Web20panelwheredowegofromhere
patricai schnee
research – looking at web 2.0 in terms of what it means in the corporate world
bradleykessler
whyville put it in the classroom?
kids want a place – they want to create the structure
avatar based virtual world
using a pick your nose faciltiy in whyville make your own face
a week after launch they had a message from a kid that said their face parts were dumb
now there is a place where kids make the face parts and sell them
they run companies where they have employees who do marketing, graphic design – all around creating faceparts

Bill Jule?
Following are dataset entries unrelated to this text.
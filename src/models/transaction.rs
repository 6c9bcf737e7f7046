//! Transaction model
//!
//! A single income or expense booked against one member of a budget.

use chrono::{DateTime, NaiveDate, Utc};
use serde::{Deserialize, Serialize};
use std::fmt;
use std::str::FromStr;

use super::budget::MemberDelta;
use super::ids::{BudgetId, TransactionId, UserId};
use super::money::Money;

/// Direction of a transaction
#[derive(Debug, Clone, Copy, PartialEq, Eq, Hash, Serialize, Deserialize)]
#[serde(rename_all = "lowercase")]
pub enum TransactionKind {
    Income,
    Expense,
}

impl TransactionKind {
    pub fn is_income(&self) -> bool {
        matches!(self, Self::Income)
    }

    /// Sign applied to the amount when summing balances
    pub fn sign(&self) -> i64 {
        match self {
            Self::Income => 1,
            Self::Expense => -1,
        }
    }
}

impl fmt::Display for TransactionKind {
    fn fmt(&self, f: &mut fmt::Formatter<'_>) -> fmt::Result {
        match self {
            Self::Income => write!(f, "income"),
            Self::Expense => write!(f, "expense"),
        }
    }
}

impl FromStr for TransactionKind {
    type Err = String;

    fn from_str(s: &str) -> Result<Self, Self::Err> {
        match s.trim().to_lowercase().as_str() {
            "income" | "in" | "+" => Ok(Self::Income),
            "expense" | "out" | "-" => Ok(Self::Expense),
            other => Err(format!("Unknown transaction type '{}'", other)),
        }
    }
}

#[derive(Debug, Clone, PartialEq, Serialize, Deserialize)]
pub struct Transaction {
    pub id: TransactionId,
    pub budget_id: BudgetId,

    /// Member whose card this transaction is booked on
    pub user_id: UserId,

    /// Member name at the time of booking
    pub user_name: String,

    pub kind: TransactionKind,

    /// Always positive; `kind` carries the direction
    pub amount: Money,

    /// Category name
    pub category: String,

    #[serde(default)]
    pub description: String,

    pub date: NaiveDate,

    /// User who entered the transaction (may differ from `user_id`)
    pub created_by: UserId,

    pub created_at: DateTime<Utc>,
    pub updated_at: DateTime<Utc>,
}

impl Transaction {
    #[allow(clippy::too_many_arguments)]
    pub fn new(
        budget_id: BudgetId,
        user_id: UserId,
        user_name: impl Into<String>,
        kind: TransactionKind,
        amount: Money,
        category: impl Into<String>,
        date: NaiveDate,
        created_by: UserId,
    ) -> Self {
        let now = Utc::now();
        Self {
            id: TransactionId::new(),
            budget_id,
            user_id,
            user_name: user_name.into(),
            kind,
            amount,
            category: category.into().trim().to_string(),
            description: String::new(),
            date,
            created_by,
            created_at: now,
            updated_at: now,
        }
    }

    pub fn with_description(mut self, description: impl Into<String>) -> Self {
        self.description = description.into().trim().to_string();
        self
    }

    pub fn is_income(&self) -> bool {
        self.kind.is_income()
    }

    pub fn is_expense(&self) -> bool {
        !self.kind.is_income()
    }

    /// `+amount` for income, `-amount` for expense
    pub fn signed_amount(&self) -> Money {
        Money::from_minor(self.amount.minor() * self.kind.sign())
    }

    /// Effect of this transaction on its member's card
    pub fn delta(&self) -> MemberDelta {
        MemberDelta::for_transaction(self.kind, self.amount)
    }

    /// Case-insensitive match over description and category
    pub fn matches_search(&self, query: &str) -> bool {
        let query = query.trim().to_lowercase();
        query.is_empty()
            || self.description.to_lowercase().contains(&query)
            || self.category.to_lowercase().contains(&query)
    }

    pub fn validate(&self) -> Result<(), TransactionValidationError> {
        if !self.amount.is_positive() {
            return Err(TransactionValidationError::NonPositiveAmount(self.amount));
        }
        if self.category.is_empty() {
            return Err(TransactionValidationError::MissingCategory);
        }
        Ok(())
    }
}

impl fmt::Display for Transaction {
    fn fmt(&self, f: &mut fmt::Formatter<'_>) -> fmt::Result {
        write!(
            f,
            "{} {} {} {}",
            self.date.format("%Y-%m-%d"),
            self.category,
            self.signed_amount(),
            self.user_name
        )
    }
}

#[derive(Debug, Clone, PartialEq, Eq)]
pub enum TransactionValidationError {
    NonPositiveAmount(Money),
    MissingCategory,
}

impl fmt::Display for TransactionValidationError {
    fn fmt(&self, f: &mut fmt::Formatter<'_>) -> fmt::Result {
        match self {
            Self::NonPositiveAmount(amount) => {
                write!(f, "Amount must be greater than zero (got {})", amount)
            }
            Self::MissingCategory => write!(f, "Transaction needs a category"),
        }
    }
}

impl std::error::Error for TransactionValidationError {}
Jason Project
marco polo

patricia stats
confucious center
367 million are under the age of 18 – larger than pop of us
200 million student s between the age of 14 and 25
our tech and engineering superiority is in jeopardy
define web 2.0?
definition kessler
web 1 was largely a push operation = taking media and putting it on the web and pushing it to the users
web 2.0 is pull – rather that standing up in front of a classroom and pushing info – actually understanding classroom management and engaging students in such a way that they are pulling the info to them – teacheres now also managers, directors
learning styles change on evolution scale not generation scale
we finally have a tech device that will let us better match our learning process that we run as humans, because we can handle 2 prob – scalabiltiy – small group can influence large group
engagement
social piece – they can socialize, interact, create their own structures and media

audience – trying to get Spore integrated into curriculum – what is panel opinion of this progression

What about web 3.0 – by the time school adopt new technology the technolgy has usually moved on – where do you see us moving on to?

merck had some chemical probs and put it online 7% of the solutions came from people who didn’t have degrees – some from out of the country
now merck is disguising the problems so that they will be intriguing but not know what the whole problem is (gave too much info to competitors)

to teach science you need to be a process expert, not content expert

web 1.0 content – web 2.0 process
companies (media and textbook) have a problem with this because they are content pushers

printing press and university structure last major changes
that’s all that has been available

1 thought on “Web 2.0 Panel – What’s Next TCEA09 Notes

  1. Scott

    Actually, that wasn’t Bradley Kessler in the session. He had gotten sick and the guy that was there was named Eric. He was a rep for one of the companies on the exhibit floor. I had gone to an earlier session that he did and left early because I just don’t think he was doing the presentation justice. That’s also part of the reason why I decided against going to this round table discussion. Looks like I made a good choice. Thanks for the notes!